= Southern Ocean Expedition =

The Southern Ocean Expedition (1830–1833) was an expedition to Antarctica.

==Background==
In 1830, the English whaling company Samuel Enderby & Sons appointed John Biscoe master of the brig Tula and leader of an expedition to find new seal-hunting grounds in the Southern Ocean. Accompanied by the cutter Lively, the Tula left London and by December had reached the South Shetland Islands. The expedition then sailed further south, crossing the Antarctic Circle on 22 January 1831, before turning east at 60°S.

Just over a month later, on 24 February 1831, the expedition sighted bare mountain tops through the ocean ice. Biscoe correctly surmised that they were part of a continent and named the area Enderby Land in honour of his patrons. On 28 February a headland was spotted, which Biscoe named Cape Ann; the mountain atop the headland would later be named Mount Biscoe. Biscoe kept the expedition in the area while he began to chart the coastline, but after a month his and his crews' health were deteriorating. The expedition set sail toward Australia, reaching Hobart, Tasmania in May, but not before two crew members had died from scurvy.

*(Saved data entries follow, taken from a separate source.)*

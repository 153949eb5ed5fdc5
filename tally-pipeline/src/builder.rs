//! Double-entry construction for one categorized transaction. Exactly
//! two lines, the bank's sign deciding which side the category takes.

use tally_journal::AccountCode;
use tally_journal::DecisionTrace;
use tally_journal::EntryStatus;
use tally_journal::InvariantError;
use tally_journal::JELine;
use tally_journal::JournalEntry;
use tally_journal::TenantSettings;
use tally_journal::Transaction;

/// Builds the candidate entry for `txn` categorized as `account_code`.
/// The cash side comes from the tenant's source-file mapping; a missing
/// mapping is an invariant error the gate turns into an imbalance
/// review.
pub fn build_entry(
    je_id: String,
    txn: &Transaction,
    account_code: &AccountCode,
    settings: &TenantSettings,
    confidence: f64,
    calibrated_p: Option<f64>,
    rationale: String,
    decision_trace: DecisionTrace,
) -> Result<JournalEntry, InvariantError> {
    let cash_account = settings
        .cash_account_for(&txn.source_file_id)
        .ok_or_else(|| InvariantError::MissingCashMapping(txn.source_file_id.clone()))?;
    let magnitude = txn
        .amount_minor
        .checked_abs()
        .ok_or_else(|| InvariantError::Validation("amount overflow".into()))?;
    if magnitude == 0 {
        return Err(InvariantError::Validation(format!(
            "transaction {} has zero amount",
            txn.txn_id
        )));
    }

    // Money out: the categorized account takes the debit (expense
    // increase), cash is credited. Money in mirrors that.
    let (debit_account, credit_account) = if txn.amount_minor < 0 {
        (account_code, cash_account)
    } else {
        (cash_account, account_code)
    };

    let memo = txn
        .memo
        .clone()
        .unwrap_or_else(|| txn.description_raw.clone());
    let entry = JournalEntry {
        je_id,
        tenant_id: txn.tenant_id.clone(),
        txn_id: Some(txn.txn_id.clone()),
        posted_at: txn.posted_at,
        status: EntryStatus::Proposed,
        currency: txn.currency.clone(),
        confidence,
        calibrated_p,
        rationale,
        rule_version_id: decision_trace.rule_version_id.clone(),
        model_version_id: decision_trace.model_version_id.clone(),
        review_reason: None,
        decision_trace,
        lines: vec![
            JELine {
                line_no: 1,
                account_code: debit_account.clone(),
                debit_minor: magnitude,
                credit_minor: 0,
                memo: Some(memo.clone()),
            },
            JELine {
                line_no: 2,
                account_code: credit_account.clone(),
                debit_minor: 0,
                credit_minor: magnitude,
                memo: Some(memo),
            },
        ],
        reverses_entry_id: None,
        reversed_by_entry_id: None,
    };
    entry.validate()?;
    Ok(entry)
}

#[cfg(test)]
mod tests {
    use super::*;
    use chrono::NaiveDate;
    use chrono::Utc;
    use pretty_assertions::assert_eq;

    fn txn(amount_minor: i64) -> Transaction {
        Transaction {
            txn_id: "txn-1".into(),
            tenant_id: "tenant-1".into(),
            posted_at: NaiveDate::from_ymd_opt(2025, 10, 15).expect("valid date"),
            amount_minor,
            currency: "USD".into(),
            description_raw: "AMZN Mktp US*RT5WQ9".into(),
            counterparty_raw: Some("AMAZON".into()),
            counterparty_norm: Some("amazon".into()),
            memo: None,
            mcc: None,
            source_file_id: "upload-1".into(),
            source_row_ref: "row:3".into(),
            ingested_at: Utc::now(),
        }
    }

    fn settings() -> TenantSettings {
        let mut settings = TenantSettings::default();
        settings
            .cash_account_by_source
            .insert("upload-1".into(), "1000".into());
        settings
    }

    #[test]
    fn outflow_debits_the_category() {
        let entry = build_entry(
            "je-1".into(),
            &txn(-1245),
            &"6100".to_owned(),
            &settings(),
            0.94,
            Some(0.95),
            "rule amazon".into(),
            DecisionTrace::default(),
        )
        .expect("build");

        assert!(entry.is_balanced());
        assert_eq!(entry.lines.len(), 2);
        assert_eq!(entry.lines[0].account_code, "6100");
        assert_eq!(entry.lines[0].debit_minor, 1245);
        assert_eq!(entry.lines[1].account_code, "1000");
        assert_eq!(entry.lines[1].credit_minor, 1245);
        assert_eq!(entry.status, EntryStatus::Proposed);
        assert_eq!(entry.confidence, 0.94);
    }

    #[test]
    fn inflow_debits_cash() {
        let entry = build_entry(
            "je-1".into(),
            &txn(250_000),
            &"4000".to_owned(),
            &settings(),
            0.9,
            Some(0.91),
            "payroll".into(),
            DecisionTrace::default(),
        )
        .expect("build");

        assert_eq!(entry.lines[0].account_code, "1000");
        assert_eq!(entry.lines[0].debit_minor, 250_000);
        assert_eq!(entry.lines[1].account_code, "4000");
        assert_eq!(entry.lines[1].credit_minor, 250_000);
    }

    #[test]
    fn missing_cash_mapping_is_an_error() {
        let bare = TenantSettings::default();
        let err = build_entry(
            "je-1".into(),
            &txn(-1245),
            &"6100".to_owned(),
            &bare,
            0.9,
            None,
            "test".into(),
            DecisionTrace::default(),
        )
        .unwrap_err();
        assert!(matches!(err, InvariantError::MissingCashMapping(_)));
    }

    #[test]
    fn memo_falls_back_to_description() {
        let entry = build_entry(
            "je-1".into(),
            &txn(-1245),
            &"6100".to_owned(),
            &settings(),
            0.9,
            None,
            "test".into(),
            DecisionTrace::default(),
        )
        .expect("build");
        assert_eq!(entry.lines[0].memo.as_deref(), Some("AMZN Mktp US*RT5WQ9"));
    }
}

The expedition wintered in Hobart before heading back toward the Antarctic. On 15 February 1832 Adelaide Island was discovered, and two days later the Biscoe Islands. A further four days later, on 21 February, more extensive coastline was spotted. Surmising again that he had encountered a continent, Biscoe named the area Graham Land, after First Lord of the Admiralty Sir James Graham. One source suggests John Biscoe had sighted Anvers Island rather than the Antarctic continent and another that the expedition made a landing there.

Before heading homeward, Biscoe again began charting the new coastline the expedition had found and by the end of April 1832 he had become the third man (after James Cook and Fabian von Bellingshausen) to circumnavigate the Antarctic continent. On the journey home, one calamity befell the expedition: in July, the Lively was wrecked at the Falkland Islands. The expedition nonetheless returned to London safely by the beginning of 1833.

As well as exploring the Antarctic coastline, the expedition had also tried in vain to rediscover the Aurora Islands and Nimrod Islands. These were islands in the Southern Ocean that other mariners had claimed to have found, but eventually, during the twentieth century, they were declared to be phantoms.